Шрифт:
Интервал:
Закладка:
Однажды, когда мы пришли после очередного задания, начальник штаба подошел ко мне и сказал: “Я понимаю, что вы слишком рискуете своей жизнью и достойны многих наград. Но поймите, я не менее десятка раз ходатайствовал о вашем награждении. Особый отдел не пропускает!” И однажды по-товарищески сказал: “Мы вас направим в другую часть, чтобы не было у вас в наградном листе надписи «прибыл из окружения»”. И вскоре направили в распоряжение отдела кадров армии.
Отдел кадров армии направил меня в 14-й гвардейский Отдельный разведывательный артиллерийский дивизион. Здесь мы также готовили артиллерийские пункты координаты для привязки боевых порядков артиллерий полка. Наша работа топографов была очень точной и опасной. Если я дам неправильно координаты артиллерийской батареи и наших наблюдательных пунктов, то не будет точности стрельбы, и противник не будет уничтожен. Я весь отдавался своей работе. Изучил ее досконально. И это меня не единожды выручало. Однажды произошел такой эпизод.

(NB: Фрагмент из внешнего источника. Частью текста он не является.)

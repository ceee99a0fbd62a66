//! Membership sets used while walking a sequence.
//!
//! The detector only needs to ask "have I seen this element before?" and to
//! record new elements. [`VisitedSet`] captures exactly that, so the same
//! algorithm runs over hashed elements ([`HashedVisited`]) and ordered
//! elements ([`BTreeSet`]).
//!
//! # Hashing
//!
//! The hasher used by [`HashedVisited`] is chosen at compile time:
//!
//! | Feature  | Hasher                                 |
//! |----------|----------------------------------------|
//! | `fxhash` | `rustc_hash::FxBuildHasher`            |
//! | `ahash`  | `ahash::RandomState`                   |
//! | neither  | `std::collections::hash_map::RandomState` |
//!
//! `fxhash` takes precedence when both features are enabled.

use std::collections::{BTreeSet, HashSet};
use std::hash::{BuildHasher, Hash};

/// The hasher behind [`HashedVisited`].
#[cfg(feature = "fxhash")]
pub type DefaultBuildHasher = rustc_hash::FxBuildHasher;

/// The hasher behind [`HashedVisited`].
#[cfg(all(feature = "ahash", not(feature = "fxhash")))]
pub type DefaultBuildHasher = ahash::RandomState;

/// The hasher behind [`HashedVisited`].
#[cfg(not(any(feature = "fxhash", feature = "ahash")))]
pub type DefaultBuildHasher = std::collections::hash_map::RandomState;

/// The hash set used by [`find`](super::find) and [`prefix`](super::prefix).
pub type HashedVisited<T> = HashSet<T, DefaultBuildHasher>;

/// A collection that records which elements have been observed.
///
/// # Examples
///
/// ```rust
/// use cyclefind::cycle::VisitedSet;
/// use std::collections::BTreeSet;
///
/// let mut visited = BTreeSet::new();
/// assert!(VisitedSet::insert(&mut visited, 'a'));
/// assert!(!VisitedSet::insert(&mut visited, 'a'));
/// assert!(VisitedSet::contains(&visited, &'a'));
/// assert_eq!(VisitedSet::len(&visited), 1);
/// ```
pub trait VisitedSet<T> {
    /// Returns `true` if `element` has been recorded.
    fn contains(&self, element: &T) -> bool;

    /// Records `element`, returning `true` if it was not already present.
    fn insert(&mut self, element: T) -> bool;

    /// Returns the number of distinct elements recorded.
    fn len(&self) -> usize;

    /// Returns `true` if nothing has been recorded.
    fn is_empty(&self) -> bool {
        self.len() == 0
    }
}

impl<T: Eq + Hash, S: BuildHasher> VisitedSet<T> for HashSet<T, S> {
    #[inline]
    fn contains(&self, element: &T) -> bool {
        Self::contains(self, element)
    }

    #[inline]
    fn insert(&mut self, element: T) -> bool {
        Self::insert(self, element)
    }

    #[inline]
    fn len(&self) -> usize {
        Self::len(self)
    }
}

impl<T: Ord> VisitedSet<T> for BTreeSet<T> {
    #[inline]
    fn contains(&self, element: &T) -> bool {
        Self::contains(self, element)
    }

    #[inline]
    fn insert(&mut self, element: T) -> bool {
        Self::insert(self, element)
    }

    #[inline]
    fn len(&self) -> usize {
        Self::len(self)
    }
}
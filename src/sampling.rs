// Copyright 2026 the simcurve Authors
// SPDX-License-Identifier: Apache-2.0 OR MIT

//! Approximate intersection of two Bézier segments by sampling.
//!
//! There is no closed-form solver here for two quadratic Béziers (it leads
//! to a quartic). Instead both curves are sampled on a uniform grid of `t`
//! and close sample pairs are reported. Accuracy is bounded by the grid
//! spacing: a crossing is only found when samples of the two curves happen
//! to fall within `threshold` of each other, so coarse grids and long
//! curves can miss crossings entirely. Cost grows with the square of
//! [`SampleOptions::resolution`].

use alloc::vec::Vec;
use core::fmt;

use smallvec::SmallVec;

use crate::{ParamCurve, Point, QuadBez};

#[cfg(not(feature = "std"))]
use crate::common::FloatFuncs;

/// Tuning for [`bez_intersect_with`].
#[derive(Clone, Copy, Debug, PartialEq)]
#[cfg_attr(feature = "schemars", derive(schemars::JsonSchema))]
#[cfg_attr(feature = "serde", derive(serde::Serialize, serde::Deserialize))]
#[cfg_attr(feature = "serde", serde(default))]
pub struct SampleOptions {
    /// Number of grid steps along each curve; `resolution + 1` samples are taken.
    pub resolution: usize,
    /// Sample pairs closer than this (after rounding) are reported.
    pub threshold: f64,
    /// Number of decimal digits distances are rounded to before comparison.
    pub precision: u32,
}

/// Reasons a [`SampleOptions`] is unusable.
#[derive(Clone, Copy, Debug, PartialEq)]
pub enum SampleOptionsError {
    /// The resolution was zero.
    ZeroResolution,
    /// The threshold was not a positive finite number.
    InvalidThreshold(f64),
    /// Rounding to this many digits is beyond `f64` precision.
    PrecisionTooHigh(u32),
}

impl SampleOptions {
    /// Largest supported [`precision`](Self::precision).
    pub const MAX_PRECISION: u32 = 15;

    /// Create options with the given resolution and threshold, keeping the
    /// default precision.
    pub fn new(resolution: usize, threshold: f64) -> Result<SampleOptions, SampleOptionsError> {
        let options = SampleOptions {
            resolution,
            threshold,
            ..SampleOptions::default()
        };
        options.validate()?;
        Ok(options)
    }

    /// Check that the options describe a usable sampling grid.
    pub fn validate(&self) -> Result<(), SampleOptionsError> {
        if self.resolution == 0 {
            return Err(SampleOptionsError::ZeroResolution);
        }
        if !(self.threshold.is_finite() && self.threshold > 0.0) {
            return Err(SampleOptionsError::InvalidThreshold(self.threshold));
        }
        if self.precision > Self::MAX_PRECISION {
            return Err(SampleOptionsError::PrecisionTooHigh(self.precision));
        }
        Ok(())
    }

    /// Set the number of grid steps.
    #[must_use]
    pub fn with_resolution(mut self, resolution: usize) -> Self {
        self.resolution = resolution;
        self
    }

    /// Set the acceptance threshold.
    #[must_use]
    pub fn with_threshold(mut self, threshold: f64) -> Self {
        self.threshold = threshold;
        self
    }

    /// Set the number of decimal digits used when rounding distances.
    #[must_use]
    pub fn with_precision(mut self, precision: u32) -> Self {
        self.precision = precision;
        self
    }

    /// Spacing between neighbouring samples in parameter space.
    #[inline]
    pub fn parameter_step(&self) -> f64 {
        (self.resolution.max(1) as f64).recip()
    }

    fn round(&self, distance: f64) -> f64 {
        let scale = 10f64.powi(self.precision.min(Self::MAX_PRECISION) as i32);
        (distance * scale).round() / scale
    }
}

impl Default for SampleOptions {
    fn default() -> Self {
        SampleOptions {
            resolution: 200,
            threshold: 0.003,
            precision: 3,
        }
    }
}

impl fmt::Display for SampleOptionsError {
    fn fmt(&self, f: &mut fmt::Formatter<'_>) -> fmt::Result {
        match self {
            Self::ZeroResolution => write!(f, "sampling resolution must be at least 1"),
            Self::InvalidThreshold(threshold) => {
                write!(f, "sampling threshold must be positive and finite, got {threshold}")
            }
            Self::PrecisionTooHigh(precision) => write!(
                f,
                "rounding precision {precision} exceeds the maximum of {}",
                SampleOptions::MAX_PRECISION
            ),
        }
    }
}

#[cfg(feature = "std")]
impl std::error::Error for SampleOptionsError {}

/// A pair of sample parameters whose points nearly coincide.
#[derive(Clone, Copy, Debug, PartialEq)]
pub struct ApproxIntersection {
    /// Parameter on the first curve.
    pub t1: f64,
    /// Parameter on the second curve.
    pub t2: f64,
    /// Distance between the two sampled points.
    pub distance: f64,
}

/// Resolution-bounded estimates of where two Béziers cross.
///
/// These are not roots: each parameter is only known to within
/// [`parameter_tolerance`](Self::parameter_tolerance) of a true crossing,
/// and crossings may be missed.
#[derive(Clone, Debug, PartialEq)]
pub struct ApproxIntersections {
    pairs: Vec<ApproxIntersection>,
    options: SampleOptions,
}

impl ApproxIntersections {
    /// The accepted sample pairs, in sampling order.
    #[inline]
    pub fn pairs(&self) -> &[ApproxIntersection] {
        &self.pairs
    }

    /// Iterate over the accepted sample pairs.
    #[inline]
    pub fn iter(&self) -> core::slice::Iter<'_, ApproxIntersection> {
        self.pairs.iter()
    }

    /// Number of accepted pairs.
    #[inline]
    pub fn len(&self) -> usize {
        self.pairs.len()
    }

    /// Were no pairs accepted?
    #[inline]
    pub fn is_empty(&self) -> bool {
        self.pairs.is_empty()
    }

    /// The options the curves were sampled with.
    #[inline]
    pub fn options(&self) -> &SampleOptions {
        &self.options
    }

    /// How far, in parameter space, a reported `t` may be from the sample
    /// grid point nearest the true crossing.
    #[inline]
    pub fn parameter_tolerance(&self) -> f64 {
        self.options.parameter_step()
    }
}

impl<'a> IntoIterator for &'a ApproxIntersections {
    type Item = &'a ApproxIntersection;
    type IntoIter = core::slice::Iter<'a, ApproxIntersection>;

    fn into_iter(self) -> Self::IntoIter {
        self.pairs.iter()
    }
}

/// Approximate intersections of two Bézier segments with the default
/// [`SampleOptions`].
pub fn bez_intersect(bez1: &QuadBez, bez2: &QuadBez) -> ApproxIntersections {
    bez_intersect_with(bez1, bez2, &SampleOptions::default())
}

/// Approximate intersections of two Bézier segments.
///
/// Both curves are sampled at `t = i / resolution` for `i` in
/// `0..=resolution` and every pair of samples is compared. A pair is
/// accepted when its distance, rounded to `precision` digits, is below
/// `threshold` and no earlier pair had the same rounded distance. That last
/// rule keeps a single crossing from being reported once per neighbouring
/// sample, but it also means two separate exact crossings collapse into one
/// result.
pub fn bez_intersect_with(
    bez1: &QuadBez,
    bez2: &QuadBez,
    options: &SampleOptions,
) -> ApproxIntersections {
    let n = options.resolution.max(1);
    let samples = |bez: &QuadBez| -> Vec<(f64, Point)> {
        (0..=n)
            .map(|i| {
                let t = i as f64 / n as f64;
                (t, bez.eval(t))
            })
            .collect()
    };
    let samples1 = samples(bez1);
    let samples2 = samples(bez2);

    let mut pairs = Vec::new();
    let mut seen: SmallVec<[f64; 8]> = SmallVec::new();
    for &(t1, p1) in &samples1 {
        for &(t2, p2) in &samples2 {
            let distance = p1.distance(p2);
            let rounded = options.round(distance);
            if rounded < options.threshold && !seen.contains(&rounded) {
                seen.push(rounded);
                pairs.push(ApproxIntersection { t1, t2, distance });
            }
        }
    }
    #[cfg(feature = "log")]
    log::debug!(
        "sampled {} points per curve, accepted {} pairs",
        n + 1,
        pairs.len()
    );
    ApproxIntersections {
        pairs,
        options: *options,
    }
}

Летом 1944 года, когда наши войска находились на Украине, к нам в штаб дивизиона прибыл один полковник, якобы из штаба армии. Командир дивизиона приказал мне, как командиру топографического взвода, идти с ним на наблюдательный пункт дивизиона, где он будет проверять схему пристрелки огней на стороне противника нашими батареями. Я прихватил с собой связиста и разведчика. Зашли в блиндаж наблюдательного пункта. Каждый занял свое место. Я — у амбразуры сектора наблюдения с топографическим планшетом, где была приклеена топографическая карта масштаба 1:10000. Связист — у телефонного аппарата, чтобы передавать мою команду на батарею для стрельбы. Разведчик встал в стороне, у выхода, с автоматом в руках. А полковник у стереотрубы, чтобы проверять, как пристрелены цели на стороне противника. По-артиллерийски — это неподвижные заградительные огни (НЗО). Самые видные местные предметы, цель на стороне противника. Например: отдельно стоящее дерево, ветряная мельница, купол церкви и т. д. Когда я провел по заранее пристреленным целям повторную стрельбу, полковник, увидев, как снаряды точно ложатся на цели, вместо того чтобы быть довольным, стиснул зубы и занервничал. И дал мне новую задачу. Я думал, чтобы еще раз проверить, насколько я быстро готовлю данные, но ему, оказывается, нужна была обыкновенная ко мне придирка. Строго, но тихо он говорит мне: “Видите, вон там стоит кустик, предположим, что это пулемет противника. Дайте огонь!” Я свои расчеты так отработал, что для меня никакого труда не составляло это сделать. Еще раз посмотрев на местность, визуально определил, где находится этот предполагаемый “пулемет”, рассчитал в уме расстояние на местности до “пулемета” и, мгновенно определив на карте расстояние от наблюдательного пункта, тут же стал внимательно и быстро готовить данные для стрельбы.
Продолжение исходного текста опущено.